Clubs from lesser European countries are undergoing discussions over a breakaway European league involving teams from Scotland, Denmark, the Netherlands, Belgium, Norway, and Sweden to combat the potential freezing out by the new reforms introduced in the Champions League.
FC Copenhagen director, Anders Horsholt, has revealed discussions have been going on over the formation of a new league to rival the Champions League, which has taken a road to make it more exclusive to the continent’s biggest clubs.
“Yes it’s true. If we do not act now, we will see the biggest clubs grow larger and stronger while it will be increasingly difficult for clubs like us.”
“We must therefore look at which alternative international opportunities for FC Copenhagen in the future,” said Horsholt in an interview with Danish newspaper BT.
The new reforms to be introduced in the Champions League include the change that will allow the top four clubs from the four top-ranked national associations to qualify directly for the group stage of the competition. Spain, Germany, England, and Italy are the current incumbents of the top four spots in Uefa’s country coefficients, which would mean there will only be 16 spots for clubs of the remaining 50 countries to fill.
Horsholt further stated that, although any specific model for a breakaway league is yet to be drawn up, clubs the size of the Danish champions are looking into that prospect. He added that the gap between the biggest clubs and clubs like Copenhagen can be bridged only by playing in a separate league at the European level.
Here it is still too early to talk about specific models, but the discussion of leagues across European borders is a theme that we look at and actively participate in.
We understand that the biggest clubs act as they do. But it also means that we must look at the market it leaves and seek alliances with teams from other countries in the same situation.
This is not a situation that we have created, but we have to deal with it because we cannot live with the alternative accounting. We must continue to develop as a club and be attractive to sponsors, the most skilled players and staff. Therefore, it is essential that we are at the European level.

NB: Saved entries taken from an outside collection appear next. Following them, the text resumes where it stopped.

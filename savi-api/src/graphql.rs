// GraphQL API over the video catalog and the engine's sessions

use async_graphql::{Context, EmptySubscription, Object, Result as GqlResult, Schema, SimpleObject, ID};
use savi_core::{Video as CatalogVideo, VideoCatalog};
use savi_inference::{InferenceEngine, SessionInfo};
use std::sync::Arc;
use tracing::info;

/// GraphQL schema root
pub type SaviSchema = Schema<QueryRoot, MutationRoot, EmptySubscription>;

/// Build the schema. The engine handle and catalog are the resolvers' context.
pub fn create_schema(engine: Arc<dyn InferenceEngine>, catalog: Arc<VideoCatalog>) -> SaviSchema {
    Schema::build(QueryRoot, MutationRoot, EmptySubscription)
        .data(engine)
        .data(catalog)
        .limit_complexity(1000)
        .limit_depth(10)
        .finish()
}

#[derive(SimpleObject, Debug, Clone)]
pub struct Video {
    pub id: ID,
    pub path: String,
    pub poster_path: Option<String>,
}

impl From<&CatalogVideo> for Video {
    fn from(video: &CatalogVideo) -> Self {
        Self {
            id: ID(video.id.clone()),
            path: video.path.clone(),
            poster_path: video.poster_path.clone(),
        }
    }
}

#[derive(SimpleObject, Debug, Clone)]
pub struct Session {
    pub session_id: ID,
    pub total_frames: Option<u64>,
    pub object_count: u32,
}

impl From<SessionInfo> for Session {
    fn from(info: SessionInfo) -> Self {
        Self {
            session_id: ID(info.session_id),
            total_frames: info.total_frames,
            object_count: u32::try_from(info.object_count).unwrap_or(u32::MAX),
        }
    }
}

pub struct QueryRoot;

#[Object]
impl QueryRoot {
    /// All gallery videos
    async fn videos(&self, ctx: &Context<'_>) -> GqlResult<Vec<Video>> {
        let catalog = ctx.data::<Arc<VideoCatalog>>()?;
        Ok(catalog.videos().iter().map(Video::from).collect())
    }

    async fn video(&self, ctx: &Context<'_>, id: ID) -> GqlResult<Option<Video>> {
        let catalog = ctx.data::<Arc<VideoCatalog>>()?;
        Ok(catalog.get(id.as_str()).map(Video::from))
    }

    /// Video shown when the client has not picked one
    async fn default_video(&self, ctx: &Context<'_>) -> GqlResult<Option<Video>> {
        let catalog = ctx.data::<Arc<VideoCatalog>>()?;
        Ok(catalog.default_video().map(Video::from))
    }

    async fn session(&self, ctx: &Context<'_>, session_id: ID) -> GqlResult<Option<Session>> {
        let engine = ctx.data::<Arc<dyn InferenceEngine>>()?;
        Ok(engine.session(session_id.as_str()).map(Session::from))
    }
}

pub struct MutationRoot;

#[Object]
impl MutationRoot {
    /// Drop a session's engine state. Returns false for unknown sessions.
    async fn close_session(&self, ctx: &Context<'_>, session_id: ID) -> GqlResult<bool> {
        let engine = ctx.data::<Arc<dyn InferenceEngine>>()?;
        let closed = engine.close_session(session_id.as_str());
        info!("Close session {}: {}", session_id.as_str(), closed);
        Ok(closed)
    }
}
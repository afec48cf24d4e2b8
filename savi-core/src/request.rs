// Validation of propagation request payloads

use crate::error::{Error, Result};
use crate::types::PropagationCommand;
use serde_json::Value;

/// Parse a raw request body into a command.
pub fn parse_propagation_request(body: &[u8]) -> Result<PropagationCommand> {
    let value: Value = serde_json::from_slice(body)
        .map_err(|e| Error::InvalidPayload(format!("Invalid JSON: {}", e)))?;
    validate_propagation_request(&value)
}

/// Validate an already-parsed payload.
///
/// `session_id` is required. `start_frame_index` defaults to 0 and
/// `quick_test_mode` to false when absent or null; unknown fields are ignored.
pub fn validate_propagation_request(value: &Value) -> Result<PropagationCommand> {
    let object = value
        .as_object()
        .ok_or_else(|| Error::InvalidPayload("Invalid JSON: expected an object".to_string()))?;

    let session_id = match object.get("session_id") {
        Some(Value::String(id)) => id.clone(),
        _ => return Err(Error::MissingField("session_id".to_string())),
    };

    let start_frame_index = match object.get("start_frame_index") {
        None | Some(Value::Null) => 0,
        Some(v) => v.as_u64().ok_or_else(|| {
            Error::InvalidPayload(format!(
                "start_frame_index must be a non-negative integer, got {}",
                v
            ))
        })?,
    };

    let quick_test_mode = match object.get("quick_test_mode") {
        None | Some(Value::Null) => false,
        Some(Value::Bool(flag)) => *flag,
        Some(v) => {
            return Err(Error::InvalidPayload(format!(
                "quick_test_mode must be a boolean, got {}",
                v
            )))
        }
    };

    Ok(PropagationCommand {
        session_id,
        start_frame_index,
        quick_test_mode,
    })
}

#[cfg(test)]
mod tests {
    use super::*;
    use serde_json::json;

    #[test]
    fn test_defaults_applied() {
        let command = validate_propagation_request(&json!({"session_id": "abc"})).unwrap();
        assert_eq!(command.session_id, "abc");
        assert_eq!(command.start_frame_index, 0);
        assert!(!command.quick_test_mode);
    }

    #[test]
    fn test_all_fields() {
        let command = validate_propagation_request(&json!({
            "session_id": "s1",
            "start_frame_index": 5,
            "quick_test_mode": true,
            "unrelated": [1, 2, 3]
        }))
        .unwrap();
        assert_eq!(command, PropagationCommand::new("s1").with_start_frame_index(5).with_quick_test_mode(true));
    }

    #[test]
    fn test_null_fields_take_defaults() {
        let command = validate_propagation_request(&json!({
            "session_id": "s1",
            "start_frame_index": null,
            "quick_test_mode": null
        }))
        .unwrap();
        assert_eq!(command.start_frame_index, 0);
        assert!(!command.quick_test_mode);
    }

    #[test]
    fn test_missing_session_id() {
        assert!(matches!(
            validate_propagation_request(&json!({})),
            Err(Error::MissingField(f)) if f == "session_id"
        ));
        assert!(matches!(
            validate_propagation_request(&json!({"session_id": null})),
            Err(Error::MissingField(_))
        ));
        assert!(matches!(
            validate_propagation_request(&json!({"session_id": 42})),
            Err(Error::MissingField(_))
        ));
    }

    #[test]
    fn test_non_object_payloads() {
        for value in [json!([1, 2]), json!("session"), json!(null), json!(3)] {
            assert!(matches!(
                validate_propagation_request(&value),
                Err(Error::InvalidPayload(_))
            ));
        }
    }

    #[test]
    fn test_unparseable_body() {
        assert!(matches!(
            parse_propagation_request(b"not json"),
            Err(Error::InvalidPayload(_))
        ));
        assert!(matches!(
            parse_propagation_request(b""),
            Err(Error::InvalidPayload(_))
        ));
    }

    #[test]
    fn test_wrongly_typed_optional_fields() {
        for body in [
            json!({"session_id": "s", "start_frame_index": -1}),
            json!({"session_id": "s", "start_frame_index": 1.5}),
            json!({"session_id": "s", "start_frame_index": "3"}),
            json!({"session_id": "s", "quick_test_mode": "yes"}),
        ] {
            assert!(matches!(
                validate_propagation_request(&body),
                Err(Error::InvalidPayload(_))
            ));
        }
    }

    #[test]
    fn test_parse_from_bytes() {
        let command = parse_propagation_request(br#"{"session_id":"s1","start_frame_index":5}"#).unwrap();
        assert_eq!(command.start_frame_index, 5);
    }
}
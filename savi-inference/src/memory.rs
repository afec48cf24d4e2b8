// In-memory replay engine
//
// Holds precomputed per-frame results for each session and replays them on
// propagation. Serves the demo mode of the server binary and the tests.

use crate::engine::{FrameIter, InferenceEngine, SessionInfo};
use parking_lot::RwLock;
use savi_core::{Error, FrameResult, PropagationCommand, Result};
use serde::Deserialize;
use std::collections::HashMap;
use std::path::Path;
use std::sync::atomic::{AtomicUsize, Ordering};
use std::time::Duration;
use tracing::info;

/// Frames replayed when `quick_test_mode` is set
pub const QUICK_TEST_FRAME_LIMIT: usize = 5;

#[derive(Debug, Clone)]
struct SessionTrack {
    total_frames: Option<u64>,
    frames: Vec<FrameResult>,
}

#[derive(Debug)]
pub struct InMemoryEngine {
    sessions: RwLock<HashMap<String, SessionTrack>>,
    frame_delay: Option<Duration>,
    contexts_entered: AtomicUsize,
    contexts_exited: AtomicUsize,
}

#[derive(Debug, Deserialize)]
#[serde(rename_all = "camelCase")]
struct SessionFixture {
    session_id: String,
    total_frames: Option<u64>,
    frames: Vec<FrameResult>,
}

#[derive(Debug, Deserialize)]
struct FixtureFile {
    sessions: Vec<SessionFixture>,
}

impl InMemoryEngine {
    pub fn new() -> Self {
        Self {
            sessions: RwLock::new(HashMap::new()),
            frame_delay: None,
            contexts_entered: AtomicUsize::new(0),
            contexts_exited: AtomicUsize::new(0),
        }
    }

    /// Sleep this long before yielding each frame, standing in for model time.
    pub fn with_frame_delay(mut self, delay: Duration) -> Self {
        self.frame_delay = Some(delay);
        self
    }

    /// Load sessions from a JSON fixture:
    /// `{"sessions": [{"sessionId": "s1", "totalFrames": 3, "frames": [...]}]}`
    /// where each frame uses the streamed body format.
    pub fn from_fixture(path: &Path) -> Result<Self> {
        let content = std::fs::read_to_string(path)?;
        let fixture: FixtureFile = serde_json::from_str(&content)?;
        let engine = Self::new();
        for session in fixture.sessions {
            engine.insert_session(session.session_id, session.total_frames, session.frames);
        }
        info!(
            "Loaded {} replay sessions from {}",
            engine.session_count(),
            path.display()
        );
        Ok(engine)
    }

    /// Register (or replace) a session. Frames are replayed in index order.
    pub fn insert_session(
        &self,
        session_id: impl Into<String>,
        total_frames: Option<u64>,
        mut frames: Vec<FrameResult>,
    ) {
        frames.sort_by_key(|f| f.frame_index);
        for frame in &mut frames {
            frame.total_frames = total_frames;
        }
        self.sessions.write().insert(
            session_id.into(),
            SessionTrack {
                total_frames,
                frames,
            },
        );
    }

    pub fn session_count(&self) -> usize {
        self.sessions.read().len()
    }

    /// `(entered, exited)` execution context counts
    pub fn context_counts(&self) -> (usize, usize) {
        (
            self.contexts_entered.load(Ordering::SeqCst),
            self.contexts_exited.load(Ordering::SeqCst),
        )
    }
}

impl Default for InMemoryEngine {
    fn default() -> Self {
        Self::new()
    }
}

impl InferenceEngine for InMemoryEngine {
    fn name(&self) -> &str {
        "in-memory"
    }

    fn enter_context(&self) -> Result<()> {
        self.contexts_entered.fetch_add(1, Ordering::SeqCst);
        Ok(())
    }

    fn exit_context(&self) {
        self.contexts_exited.fetch_add(1, Ordering::SeqCst);
    }

    fn propagate_in_video(&self, command: &PropagationCommand) -> Result<FrameIter> {
        let track = self
            .sessions
            .read()
            .get(&command.session_id)
            .cloned()
            .ok_or_else(|| Error::SessionNotFound(command.session_id.clone()))?;

        let limit = if command.quick_test_mode {
            QUICK_TEST_FRAME_LIMIT
        } else {
            usize::MAX
        };
        let start = command.start_frame_index;
        let delay = self.frame_delay;

        let frames = track
            .frames
            .into_iter()
            .filter(move |f| f.frame_index >= start)
            .take(limit)
            .map(move |frame| {
                if let Some(delay) = delay {
                    std::thread::sleep(delay);
                }
                Ok(frame)
            });
        Ok(Box::new(frames))
    }

    fn session(&self, session_id: &str) -> Option<SessionInfo> {
        self.sessions.read().get(session_id).map(|track| SessionInfo {
            session_id: session_id.to_string(),
            total_frames: track.total_frames,
            object_count: track
                .frames
                .iter()
                .flat_map(|f| f.results.iter().map(|r| r.object_id))
                .collect::<std::collections::BTreeSet<_>>()
                .len(),
        })
    }

    fn close_session(&self, session_id: &str) -> bool {
        self.sessions.write().remove(session_id).is_some()
    }
}
//! Constants of the mask streaming protocol.

/// Boundary used by `POST /propagate_in_video`
pub const BOUNDARY: &str = "frame";

/// Media type of the streamed response, without the boundary parameter
pub const STREAM_MEDIA_TYPE: &str = "multipart/x-savi-stream";

pub const HEADER_CONTENT_TYPE: &str = "Content-Type";
pub const HEADER_FRAME_CURRENT: &str = "Frame-Current";
pub const HEADER_FRAME_TOTAL: &str = "Frame-Total";
pub const HEADER_MASK_TYPE: &str = "Mask-Type";

pub const BODY_CONTENT_TYPE: &str = "application/json; charset=utf-8";

/// Mask encoding tag: a JSON array of RLE masks
pub const MASK_TYPE_RLE_ARRAY: &str = "RLE[]";

/// Header value for a frame index or count the engine cannot report
pub const UNKNOWN_FRAME: &str = "-1";

pub fn stream_content_type(boundary: &str) -> String {
    format!("{}; boundary={}", STREAM_MEDIA_TYPE, boundary)
}

/// Extract the boundary parameter from a `Content-Type` value.
pub fn boundary_from_content_type(content_type: &str) -> Option<&str> {
    let mut parts = content_type.split(';');
    let media_type = parts.next()?.trim();
    if !media_type.eq_ignore_ascii_case(STREAM_MEDIA_TYPE) {
        return None;
    }
    parts
        .filter_map(|p| p.trim().split_once('='))
        .find(|(key, _)| key.trim().eq_ignore_ascii_case("boundary"))
        .map(|(_, value)| value.trim().trim_matches('"'))
        .filter(|b| !b.is_empty())
}
// tracing-subscriber setup shared by the binaries

use savi_core::config::InstanceConfig;
use tracing_subscriber::EnvFilter;

/// Install the global subscriber. `RUST_LOG` wins over the configured level.
pub fn init(instance: &InstanceConfig) -> anyhow::Result<()> {
    let filter = EnvFilter::try_from_default_env()
        .or_else(|_| EnvFilter::try_new(&instance.log_level))?;

    let builder = tracing_subscriber::fmt()
        .with_env_filter(filter)
        .with_target(false)
        .with_thread_ids(false);

    let installed = if instance.log_format == "json" {
        builder.json().try_init()
    } else {
        builder.try_init()
    };
    installed.map_err(|e| anyhow::anyhow!(e))
}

FC Copenhagen and other European clubs that will be part of a new European league will step out of their domestic leagues. It is still well in the future, but it may well be the result.
Copenhagen are second in their Champions League group which also contains Premier League champions Leicester City, Portuguese giants FC Porto, and Belgian champions Club Brugge.
Last month, the president of Spain’s La Liga expressed an interest in considering proposals to form a breakaway competition to rival the Champions League since such a competition represents a “greater opportunity to generate more revenue.”
Celtic’s chief executive, Peter Lawell, was, in February, reported to be in favour of a breakaway league as he feared for the Hoops’ fate in the Champions League with the new reforms.
Horsholt had also previously expressed his desire to form a Champions League for the smaller European countries in 2014, and if the ongoing talks come to fruition, he might just realise his dream of a European competition where Copenhagen could challenge for the title.